BPN Prabowo Laporkan 2 Media Ini Gara-gara Berita 'Provinsi Jateng lebih besar dari Malaysia'

Badan Pemenangan Nasional (BPN) Prabowo Subianto-Sandiaga Uno memberitahukan 2 media nasional untuk Dewan Pers sebab Disangka tidak berimbang dalam menyampaikan berita terkait pernyataan Calon Presiden nomor urut 02 itu waktu debat pemilihan presiden ke-1. BPN menilai pemberitaan tersebut merugikan pasangan Prabowo-Sandi.

Pelaporan BPN diwakilkan oleh Hanfi Fajri dan 1 rekannya selaku Member BPN bidang Advokasi dan Hukum ke kantor Dewan Pers, Jalan Kebon Sirih, Jakarta Pusat, Selasa (22/1/2019). Ia juga membawa serta sejumlah bukti, termasuk screenshot dari berita yang dipermasalahkan.

“Hari ini kita memberitahukan 2 media besar nasional yaitu kompas.com. Kecuali itu kami juga memberitahukan media televisi yaitu Metro TV,” ungkap Hanfi bakda pelaporan.

BPN memberitahukan berita yang sudah tayang pada media Kompas.com dengan judul CEK FAKTA: Prabowo Menyebut Jawa Tengah Lebih Luas darl Malaysia, pada tanggal 17 Januari 2019. Sementara untuk Metro TV, BPN memberitahukan konten dalam program Metro Pagi Primetime yang berjudul Prabowo: Jateng Lebih Luas Dari Malaysia pada tanggal 18 Januari 2019 Pukul 06.10 WIB.

Adapun ke-2 media tersebut diadukan sebab memaknai pernyataan Prabowo selaku luas wilayah. Dalam debat Prabowo menyebut ‘Provinsi Jateng lebih besar dari Malaysia’.

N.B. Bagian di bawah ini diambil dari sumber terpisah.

impl FvmCell {
    pub fn new(cell: &CellDescription) -> Result<Self, CellError> {
        let model = cell.model()?;
        let size = model.num_compartments();

        // CV geometry. Each cable compartment has the face to its parent at
        // its centre: the proximal half-frustum belongs to the parent CV,
        // the distal half to this CV.
        let mut cv_areas = vec![0.0; size];
        let mut face_alpha = vec![0.0; size];
        let mut cv_capacitance = vec![0.0; size];

        for (index, segment) in cell.segments().iter().enumerate() {
            let properties = segment.properties();
            match segment {
                Segment::Soma(soma) => {
                    let area = area_sphere(soma.radius);
                    cv_areas[0] += area;
                    cv_capacitance[0] += area * properties.c_m;
                }
                Segment::Cable(cable) => {
                    let first = model.segment_index[index];
                    for compartment in cable.compartments() {
                        let i = first + compartment.index;
                        let parent = model.parent_index[i].0;
                        let radius_center =
                            0.5 * (compartment.radius_left + compartment.radius_right);
                        face_alpha[i] = area_circle(radius_center)
                            / (properties.c_m * properties.r_l * compartment.length);

                        let half = compartment.length / 2.0;
                        let area_left =
                            area_frustum(half, compartment.radius_left, radius_center);
                        let area_right =
                            area_frustum(half, compartment.radius_right, radius_center);
                        cv_areas[parent] += area_left;
                        cv_areas[i] += area_right;
                        cv_capacitance[parent] += area_left * properties.c_m;
                        cv_capacitance[i] += area_right * properties.c_m;
                    }
                }
            }
        }

        for (cv, &area) in cv_areas.iter().enumerate() {
            if !(area > 0.0) {
                return Err(CellError::DegenerateGeometry { cv: CvIndex(cv) });
            }
        }
        for i in 0..size {
            cv_capacitance[i] /= cv_areas[i];
        }

        // Mechanism instances: one per name, spanning every segment the
        // name is attached to, with per-CV parameters from that segment.
        let mut mech_map: Vec<(String, Vec<(usize, MechanismSpec)>)> = Vec::new();
        for (index, segment) in cell.segments().iter().enumerate() {
            for spec in segment.mechanisms() {
                let position = match mech_map.iter().position(|(name, _)| name == spec.name()) {
                    Some(position) => position,
                    None => {
                        mech_map.push((spec.name().to_string(), Vec::new()));
                        mech_map.len() - 1
                    }
                };
                let entry = &mut mech_map[position].1;
                if entry.last().is_some_and(|(segment, _)| *segment == index) {
                    return Err(CellError::DuplicateMechanism {
                        name: spec.name().to_string(),
                        segment: index,
                    });
                }
                entry.push((index, spec.clone()));
            }
        }
        mech_map.sort_by(|(a, _), (b, _)| a.cmp(b));

        let mut mechanisms = Vec::with_capacity(mech_map.len() + 1);
        for (name, specs) in &mech_map {
            mechanisms.push(build_mechanism(name, specs, &model)?);
        }

        // Ion state: sorted union of the referencing mechanisms' CVs, then
        // every referencing mechanism gets its translation bound.
        let mut ions = IonMap::new();
        for kind in IonKind::ALL {
            let union = ion_node_union(&mechanisms, kind);
            if union.is_empty() {
                continue;
            }
            let ion = IonState::new(kind, union);
            for mechanism in &mut mechanisms {
                if mechanism.uses_ion(kind) {
                    mechanism.bind_ion(&ion)?;
                }
            }
            ions.insert(kind, ion);
        }

        let mut stimuli = Vec::with_capacity(cell.stimuli().len());
        for (location, clamp) in cell.stimuli() {
            stimuli.push((model.compartment_index(*location)?, *clamp));
        }

        // Synapse targets: one ExpSyn instance over the sorted set of
        // synapse CVs; a CV carries at most one target per mechanism kind.
        let mut synapse_cvs = Vec::with_capacity(cell.synapses().len());
        for location in cell.synapses() {
            synapse_cvs.push(model.compartment_index(*location)?);
        }
        synapse_cvs.sort_unstable();
        synapse_cvs.dedup();

        let mut point_processes = Vec::new();
        if !synapse_cvs.is_empty() {
            let mut synapse =
                Mechanism::ExpSyn(ExpSynMechanism::uniform(synapse_cvs, ExpSynParams::default()));
            synapse.set_areas(&cv_areas);
            point_processes.push(mechanisms.len());
            mechanisms.push(synapse);
        }
        let lone_synapse = match point_processes.as_slice() {
            [index] => Some(*index),
            _ => None,
        };

        let matrix = TreeMatrix::new(model.parent_index);

        Ok(Self {
            t: 0.0,
            matrix,
            current: vec![0.0; size],
            voltage: vec![RESTING_POTENTIAL_MV; size],
            cv_areas,
            face_alpha,
            cv_capacitance,
            mechanisms,
            point_processes,
            lone_synapse,
            ions,
            stimuli,
            events: EventQueue::new(),
        })
    }

    /// Sets `t = 0` and every mechanism to its steady default at the
    /// current voltage.
    pub fn initialize(&mut self) {
        self.t = 0.0;
        for mechanism in &mut self.mechanisms {
            mechanism.init(&self.voltage);
        }
    }

    /// Returns the cell to its freshly-constructed state: resting voltage,
    /// re-initialized mechanisms, and an empty event queue.
    pub fn reset(&mut self) {
        self.voltage.fill(RESTING_POTENTIAL_MV);
        self.events.reset();
        self.initialize();
    }

    /// One fixed-size implicit step. Events strictly inside `(t, t + dt)`
    /// must have been split out by the caller.
    pub fn advance(&mut self, dt: f64) -> Result<(), CellError> {
        debug_assert!(
            self.events
                .next_time()
                .map_or(true, |te| te <= self.t || te >= self.t + dt),
            "an event inside the step interval must split it"
        );

        self.current.fill(0.0);

        for mechanism in &mut self.mechanisms {
            mechanism.set_params(self.t, dt);
            mechanism.compute_current(&self.voltage, &mut self.current, &mut self.ions)?;
        }

        for &(cv, clamp) in &self.stimuli {
            self.current[cv.0] -=
                POINT_CURRENT_SCALE * clamp.amplitude(self.t) / self.cv_areas[cv.0];
        }

        self.setup_matrix(dt);
        self.matrix.solve()?;
        self.voltage.copy_from_slice(&self.matrix.rhs);

        for mechanism in &mut self.mechanisms {
            mechanism.advance_state(&self.voltage, dt);
        }

        self.t += dt;
        Ok(())
    }

    /// Advances to `tfinal` in steps of at most `dt`, splitting sub-steps
    /// at queued events so each is delivered exactly at its time.
    pub fn advance_to(&mut self, tfinal: f64, dt: f64) -> Result<(), CellError> {
        while self.t < tfinal {
            let mut tnext = tfinal.min(self.t + dt);
            let event = self.events.pop_if_before(tnext);
            if let Some(event) = event {
                // An event at or before the current time is delivered
                // immediately, without a sub-step.
                tnext = event.time.max(self.t);
            }
            let step = tnext - self.t;
            if step > 0.0 {
                self.advance(step)?;
            }
            self.t = tnext;
            if let Some(event) = event {
                self.deliver(event)?;
            }
        }
        Ok(())
    }

    fn deliver(&mut self, event: SynapticEvent) -> Result<(), CellError> {
        let index = match self.lone_synapse {
            Some(index) if event.mechanism == MechanismId(0) => index,
            _ => *self.point_processes.get(event.mechanism.0 as usize).ok_or(
                CellError::UnknownPointProcess {
                    mechanism: event.mechanism,
                    count: self.point_processes.len(),
                },
            )?,
        };
        self.mechanisms[index].net_receive(event.target, event.weight)?;
        Ok(())
    }

    /// Writes the implicit system for a step of `dt` into the matrix:
    /// diagonal `A + Σ a`, off-diagonals `−a` per face, and right-hand
    /// side `A · (V − κ·dt·I / C)`.
    fn setup_matrix(&mut self, dt: f64) {
        let size = self.matrix.size();
        self.matrix.d.copy_from_slice(&self.cv_areas);

        for i in 1..size {
            let coupling = FACE_AREA_SCALE * dt * self.face_alpha[i];
            let parent = self.matrix.parent_index()[i].0;
            self.matrix.d[i] += coupling;
            self.matrix.l[i] = -coupling;
            self.matrix.u[i] = -coupling;
            self.matrix.d[parent] += coupling;
        }

        let factor = CURRENT_TO_VOLTAGE_SCALE * dt;
        for i in 0..size {
            self.matrix.rhs[i] = self.cv_areas[i]
                * (self.voltage[i] - factor / self.cv_capacitance[i] * self.current[i]);
        }
    }

    pub fn time(&self) -> f64 {
        self.t
    }

    pub fn size(&self) -> usize {
        self.voltage.len()
    }

    pub fn voltage(&self) -> &[f64] {
        &self.voltage
    }

    pub fn cv_areas(&self) -> &[f64] {
        &self.cv_areas
    }

    pub fn cv_capacitance(&self) -> &[f64] {
        &self.cv_capacitance
    }

    pub fn parent_index(&self) -> &[CvIndex] {
        self.matrix.parent_index()
    }

    pub fn mechanisms(&self) -> &[Mechanism] {
        &self.mechanisms
    }

    pub fn ions(&self) -> &IonMap {
        &self.ions
    }

    pub fn ions_mut(&mut self) -> &mut IonMap {
        &mut self.ions
    }

    pub fn ion(&self, kind: IonKind) -> Option<&IonState> {
        self.ions.get(&kind)
    }

    pub fn events(&self) -> &EventQueue {
        &self.events
    }

    pub fn events_mut(&mut self) -> &mut EventQueue {
        &mut self.events
    }

    /// Digest of the time-invariant discretization: tree structure,
    /// geometry, mechanism placement, ion coverage and stimuli.
    pub fn config_digest(&self) -> [u8; 32] {
        let mut hasher = blake3::Hasher::new();
        hasher.update(b"CABLE:CELL:CFG");
        update_u64(&mut hasher, self.size() as u64);
        for &parent in self.matrix.parent_index() {
            update_u64(&mut hasher, parent.0 as u64);
        }
        for &area in &self.cv_areas {
            update_f64(&mut hasher, area);
        }
        for &alpha in &self.face_alpha {
            update_f64(&mut hasher, alpha);
        }
        for &capacitance in &self.cv_capacitance {
            update_f64(&mut hasher, capacitance);
        }
        for mechanism in &self.mechanisms {
            hasher.update(mechanism.name().as_bytes());
            update_u64(&mut hasher, mechanism.node_index().len() as u64);
            for &cv in mechanism.node_index() {
                update_u64(&mut hasher, cv.0 as u64);
            }
        }
        for (kind, ion) in &self.ions {
            hasher.update(kind.name().as_bytes());
            for &cv in ion.node_index() {
                update_u64(&mut hasher, cv.0 as u64);
            }
        }
        for &(cv, clamp) in &self.stimuli {
            update_u64(&mut hasher, cv.0 as u64);
            update_f64(&mut hasher, clamp.delay);
            update_f64(&mut hasher, clamp.duration);
            update_f64(&mut hasher, clamp.amplitude);
        }
        *hasher.finalize().as_bytes()
    }

    /// Digest of the evolving state: time, voltage, mechanism-private
    /// state and ion vectors. Bitwise-identical runs produce identical
    /// digests.
    pub fn snapshot_digest(&self) -> [u8; 32] {
        let mut hasher = blake3::Hasher::new();
        hasher.update(b"CABLE:CELL:SNAP");
        update_f64(&mut hasher, self.t);
        for &v in &self.voltage {
            update_f64(&mut hasher, v);
        }
        for mechanism in &self.mechanisms {
            match mechanism {
                Mechanism::Pas(_) => {}
                Mechanism::Hh(m) => {
                    for gates in m.gates() {
                        update_f64(&mut hasher, gates.m);
                        update_f64(&mut hasher, gates.h);
                        update_f64(&mut hasher, gates.n);
                    }
                }
                Mechanism::ExpSyn(m) => {
                    for &g in m.conductances() {
                        update_f64(&mut hasher, g);
                    }
                }
            }
        }
        for ion in self.ions.values() {
            for &x in ion.internal_concentration() {
                update_f64(&mut hasher, x);
            }
            for &x in ion.external_concentration() {
                update_f64(&mut hasher, x);
            }
            for &e in ion.reversal_potential() {
                update_f64(&mut hasher, e);
            }
        }
        *hasher.finalize().as_bytes()
    }
}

“Sehingga maksud dari isi berita tersebut tidak sesuai dengan Penjelasan narasumber Bapak Prabowo. Sebab penyampaian dari berita yang disampaikan oleh Metro TV dan Kompas.com itu tidak di-crosscheck pada narasumber apakah yang dimaksud Pak Prabowo itu lebih besar itu bicara luas ataupun bicara APBD ataupun terkait problem data kependudukannya,” terang Hanfi.

“Makna dari Pak Prabowo itu di sini kan ‘lebih besar’ yang dimaksud itu ialah hitungan total penduduknya, bukan luasnya,” sambungnya.

Kelompok Prabowo-Sandiaga ini menuding ke-2 media sudah merugikan pihaknya. Hanfi Menyenggol soal adanya keberpihakan.

“Maka semestinya dalam pemberitaan seputar kandidat Calon Presiden dan cawapres hendaknya dikabarkan secara berimbang, tidak cenderung memihak pada kandidat Calon Presiden dan cawapres,” ucapnya.

Hanfi menjelaskan pemberitaan ke-2 media itu mengadung unsur usaha penggiringan opini publik yang dapat memunculkan paradigma buruk sehingga merugikan Prabowo-Sandi.

“Maka di situ kami menyaksikan Metro TV dan Kompas.com tidak netral dalam menyampaikan berita tersebut. Sehingga tidak objektif. Sehingga menimbulkan paradigma buruk kepada hasil debat Calon Presiden dan cawapres itu menurut kita amat merugikan juga, sebab tidak objektif,” menyebut Hanfi.

Metro TV dan Kompas.com diadukan BPN Prabowo-Sandiaga atas Sangkaan pelanggaran fungsi pers selaku kontrol sosial di warga yang tertuang dalam Pasal 6 UU No. 40 Tahun 1999 soal Tugas dan Fungsi Pers. Keduanya juga diadukan sudah menabrak pasal 1, 2, 3 dan 4 Kode Etik Jurnalistik.

sumber: detik.com

Shared by Samsul Anwar

You might like

About the Author: Samsul Anwar

KOLOM KOMENTAR ANDA :

This site uses Akismet to reduce spam. Learn how your comment data is processed.